Bruno Le Maire does not want to hear about tax increases. Faced with the slippage in public accounts, the Minister of the Economy swears by a reduction in spending – urgent and massive. However, he is ready to make a first departure from this dogma of fiscal stability, by extending for another year the tax on electricity producers – called “contribution on inframarginal rents” (CRIM).

Interviewed on BFM on Friday, Bruno Le Maire reiterated his opposition to taxation of companies’ “superprofits” next year… except for the energy sector. “There will be in this budget, as there was in 2023, a recovery of the rents which could have been made by energy companies quite simply because prices have soared,” explained the minister.

Dissensions in the majority

Bruno Le Maire makes this concession while debates, even within the majority, are increasingly heated on tax issues. Le Modem has long been an advocate of targeted increases (tax on share buybacks and superdividends, green ISF, etc.). Recently, many voices – starting with that of the President of the National Assembly, Yaël Braun-Pivet – are singing a similar melody and calling on the government not to stick to its positions. Several Renaissance parliamentarians are considering introducing a bill themselves on the taxation of “super profits”.

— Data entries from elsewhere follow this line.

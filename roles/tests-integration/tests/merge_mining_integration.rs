use integration_test::{closed_port, localhost, MockChain, TestProxy};
use rpc_mm::{
    JsonRpcError, JsonRpcResponse, RpcError, APPLICATION_ERROR, BACKEND_UNAVAILABLE_MESSAGE,
    INVALID_PARAMS, METHOD_NOT_FOUND, PARSE_ERROR,
};
use serde_json::{json, Value};

const AUX_HASH: &str = "9b8a7c6d5e4f30211203f4e5d6c7b8a99a8b7c6d5e4f30211203f4e5d6c7b8a9";
const SOLVED: &str = "0000000120c8222d0497a7ab44a1a2c7bf39de941c9970b1dc72cdde0000000000000000";

fn commitment() -> String {
    format!("{AUX_HASH}0100000000000000")
}

/// Target 0x0f00..00 hex encoded little-endian: lexically small, numerically easy.
fn easy_target() -> String {
    format!("{}0f", "00".repeat(31))
}

/// Target 0x00ff..ff: lexically large, numerically harder than [`easy_target`].
fn hard_target() -> String {
    format!("{}00", "ff".repeat(31))
}

fn aux_block(target: &str) -> Value {
    json!({"hash": AUX_HASH, "target": target, "chainid": 98})
}

fn parent_work(target: &str) -> Value {
    json!({
        "data": "00000001d2a5bb8a0f4f6a7b",
        "target": target,
        "midstate": "e772fc6964ea3",
        "hash1": "00000000000000000000000000000000"
    })
}

fn proof() -> Value {
    json!({"aux": commitment(), "auxpow": "01000000010000000000"})
}

#[tokio::test]
async fn template_commits_to_aux_block() {
    let aux = MockChain::start(vec![("getauxblock", Ok(aux_block(&hard_target())))]).await;
    let parent = MockChain::start(vec![("getworkaux", Ok(parent_work(&easy_target())))]).await;
    let proxy = TestProxy::start(parent.url(), aux.url()).await;

    let template = proxy.getwork(vec![]).await.unwrap();
    assert_eq!(template["target"], json!(hard_target()));
    assert_eq!(template["data"], json!("00000001d2a5bb8a0f4f6a7b"));
    assert_eq!(template["midstate"], json!("e772fc6964ea3"));

    assert_eq!(aux.calls(), vec![("getauxblock".to_string(), vec![])]);
    assert_eq!(
        parent.calls(),
        vec![("getworkaux".to_string(), vec![json!(commitment())])]
    );
    assert!(proxy.reporter.lines().is_empty());
}

#[tokio::test]
async fn template_keeps_harder_parent_target() {
    let aux = MockChain::start(vec![("getauxblock", Ok(aux_block(&easy_target())))]).await;
    let parent = MockChain::start(vec![("getworkaux", Ok(parent_work(&hard_target())))]).await;
    let proxy = TestProxy::start(parent.url(), aux.url()).await;

    let template = proxy.getwork(vec![Value::Null]).await.unwrap();
    assert_eq!(template["target"], json!(hard_target()));
}

#[tokio::test]
async fn share_rejected_by_parent_check() {
    let aux = MockChain::start(vec![]).await;
    let parent = MockChain::start(vec![("getworkaux", Ok(json!(false)))]).await;
    let proxy = TestProxy::start(parent.url(), aux.url()).await;

    let accepted = proxy.getwork(vec![json!(SOLVED)]).await.unwrap();
    assert_eq!(accepted, json!(false));

    assert!(aux.calls().is_empty());
    assert_eq!(
        parent.calls(),
        vec![(
            "getworkaux".to_string(),
            vec![json!(""), json!(SOLVED), json!(0)]
        )]
    );
    let lines = proxy.reporter.lines();
    assert_eq!(lines.len(), 1);
    assert!(lines[0].ends_with(",solve,0,0"));
}

#[tokio::test]
async fn share_relayed_to_both_chains() {
    let aux = MockChain::start(vec![("getauxblock", Ok(json!(true)))]).await;
    let parent = MockChain::start(vec![
        ("getworkaux", Ok(proof())),
        ("getworkaux", Ok(json!(false))),
    ])
    .await;
    let proxy = TestProxy::start(parent.url(), aux.url()).await;

    let accepted = proxy.getwork(vec![json!(SOLVED)]).await.unwrap();
    assert_eq!(accepted, json!(true));

    assert_eq!(
        aux.calls(),
        vec![("getauxblock".to_string(), vec![json!(AUX_HASH), proof()])]
    );
    assert_eq!(
        parent.calls(),
        vec![
            (
                "getworkaux".to_string(),
                vec![json!(""), json!(SOLVED), json!(0)]
            ),
            ("getworkaux".to_string(), vec![json!(""), json!(SOLVED)]),
        ]
    );
    let lines = proxy.reporter.lines();
    assert_eq!(lines.len(), 1);
    assert!(lines[0].ends_with(",solve,0,1"));
}

#[tokio::test]
async fn upstream_error_reaches_worker() {
    let upstream = JsonRpcError::new(-8, "aux block hash unknown").with_data("stale");
    let aux = MockChain::start(vec![("getauxblock", Err(upstream.clone()))]).await;
    let parent = MockChain::start(vec![("getworkaux", Ok(proof()))]).await;
    let proxy = TestProxy::start(parent.url(), aux.url()).await;

    let error = proxy.getwork(vec![json!(SOLVED)]).await.unwrap_err();
    assert!(matches!(error, RpcError::JsonRpc(ref e) if *e == upstream));
    assert_eq!(parent.calls().len(), 1);
    assert!(proxy.reporter.lines().is_empty());
}

#[tokio::test]
async fn unreachable_parent_is_reported() {
    let aux = MockChain::start(vec![("getauxblock", Ok(aux_block(&hard_target())))]).await;
    let parent_url = format!("http://rpcuser:rpcpass@{}/", localhost(closed_port()));
    let proxy = TestProxy::start(parent_url, aux.url()).await;

    let error = proxy.getwork(vec![]).await.unwrap_err();
    let RpcError::JsonRpc(error) = error else {
        panic!("expected a JSON-RPC error, got {error:?}");
    };
    assert_eq!(error.code, APPLICATION_ERROR);
    assert_eq!(error.message, BACKEND_UNAVAILABLE_MESSAGE);
    assert_eq!(error.data, "127.0.0.1");
}

#[tokio::test]
async fn unreachable_aux_is_reported() {
    let aux_url = format!("http://rpcuser:rpcpass@{}/", localhost(closed_port()));
    let parent = MockChain::start(vec![("getworkaux", Ok(proof()))]).await;
    let proxy = TestProxy::start(parent.url(), aux_url).await;

    for params in [vec![], vec![json!(SOLVED)]] {
        let error = proxy.getwork(params).await.unwrap_err();
        let RpcError::JsonRpc(error) = error else {
            panic!("expected a JSON-RPC error, got {error:?}");
        };
        assert_eq!(error.code, APPLICATION_ERROR);
        assert_eq!(error.message, BACKEND_UNAVAILABLE_MESSAGE);
        assert_eq!(error.data, "127.0.0.1");
    }

    // Only the submission's candidate check reached the parent.
    assert_eq!(
        parent.calls(),
        vec![(
            "getworkaux".to_string(),
            vec![json!(""), json!(SOLVED), json!(0)]
        )]
    );
    assert!(proxy.reporter.lines().is_empty());
}

#[tokio::test]
async fn malformed_requests() {
    let aux = MockChain::start(vec![]).await;
    let parent = MockChain::start(vec![]).await;
    let proxy = TestProxy::start(parent.url(), aux.url()).await;

    let (status, body) = proxy.post_raw("{\"method\": \"getwork\"").await;
    assert_eq!(status, 200);
    let response: JsonRpcResponse = serde_json::from_str(&body).unwrap();
    assert_eq!(response.id, Value::Null);
    assert_eq!(response.error.unwrap().code, PARSE_ERROR);

    let (_, body) = proxy
        .post_raw(r#"{"jsonrpc":"2.0","method":"getblock","params":[],"id":7}"#)
        .await;
    let response: JsonRpcResponse = serde_json::from_str(&body).unwrap();
    assert_eq!(response.id, json!(7));
    assert_eq!(response.error.unwrap().code, METHOD_NOT_FOUND);

    let (status, body) = proxy
        .post_raw(r#"{"jsonrpc":"2.0","method":"getblock","params":[]}"#)
        .await;
    assert_eq!(status, 204);
    assert!(body.is_empty());

    let error = proxy
        .getwork(vec![json!(SOLVED), json!(1)])
        .await
        .unwrap_err();
    assert!(matches!(error, RpcError::JsonRpc(ref e) if e.code == INVALID_PARAMS));

    assert!(aux.calls().is_empty());
    assert!(parent.calls().is_empty());
}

To short-circuit these debates, Bercy therefore opens the door to a new exceptional taxation of electricity producers only in 2025. And even to its tightening. “I am completely ready for us to look at this inframarginal contribution to improve it and ensure that energy companies do not make rents from energy,” explained Bruno Le Maire this Monday on RTL.

A poorly designed tax

This remark echoes the strong criticism expressed by the Court of Auditors last week about the CRIM. The financial magistrates denounced the holes in the racket of the system, which allowed producers, distributors and intermediaries of the wholesale electricity markets to pocket 30 billion euros in profit margins thanks to the energy crisis – when the State only recovered 2.8 billion euros thanks to the CRIM in 2022 and 2023 (according to the latest estimates published in December by the government)… light years away from the 12.3 billion expected.

In its report, the Court of Auditors invited Parliament to “change the scope and methods of calculating the contribution on inframarginal annuities for 2024, in order to increase their yield”. Bercy seems in favor of toughening up. It remains to be seen by what means. Will it be a question of extending it to certain excluded sectors such as hydraulic reservoirs? To lower the thresholds characterizing the tax margins of different technologies? To increase the share of these excess margins taken by the tax authorities – initially set at 90% but reduced in 2024 to 50%?

Legal uncertainty

Whatever the lever, the measure is likely to be poorly received by electricity producers. Several of them have already, according to our information, filed an appeal before the Council of State last summer, denouncing the illegality of a system which goes far beyond the framework of the European regulation in which it was supposed to fit. . This only theoretically allowed Member States to cap the margins of energy companies from December 1, 2022 to December 31, 2023.

“The European Commission concluded in June 2023 that it was preferable not to extend the cap, because the system generated too much divergence from one country to another and could cause market disruption,” explains Sarah Dardour-Attali , associate lawyer at the CMS Francis Lefebvre firm, who recalls that an appeal was filed at European level by Belgian producers. “A preliminary question has been referred by the Brussels Court of Appeal to the Court of Justice of the European Union. Its decision could have an impact on the past and future application of capping measures in France.”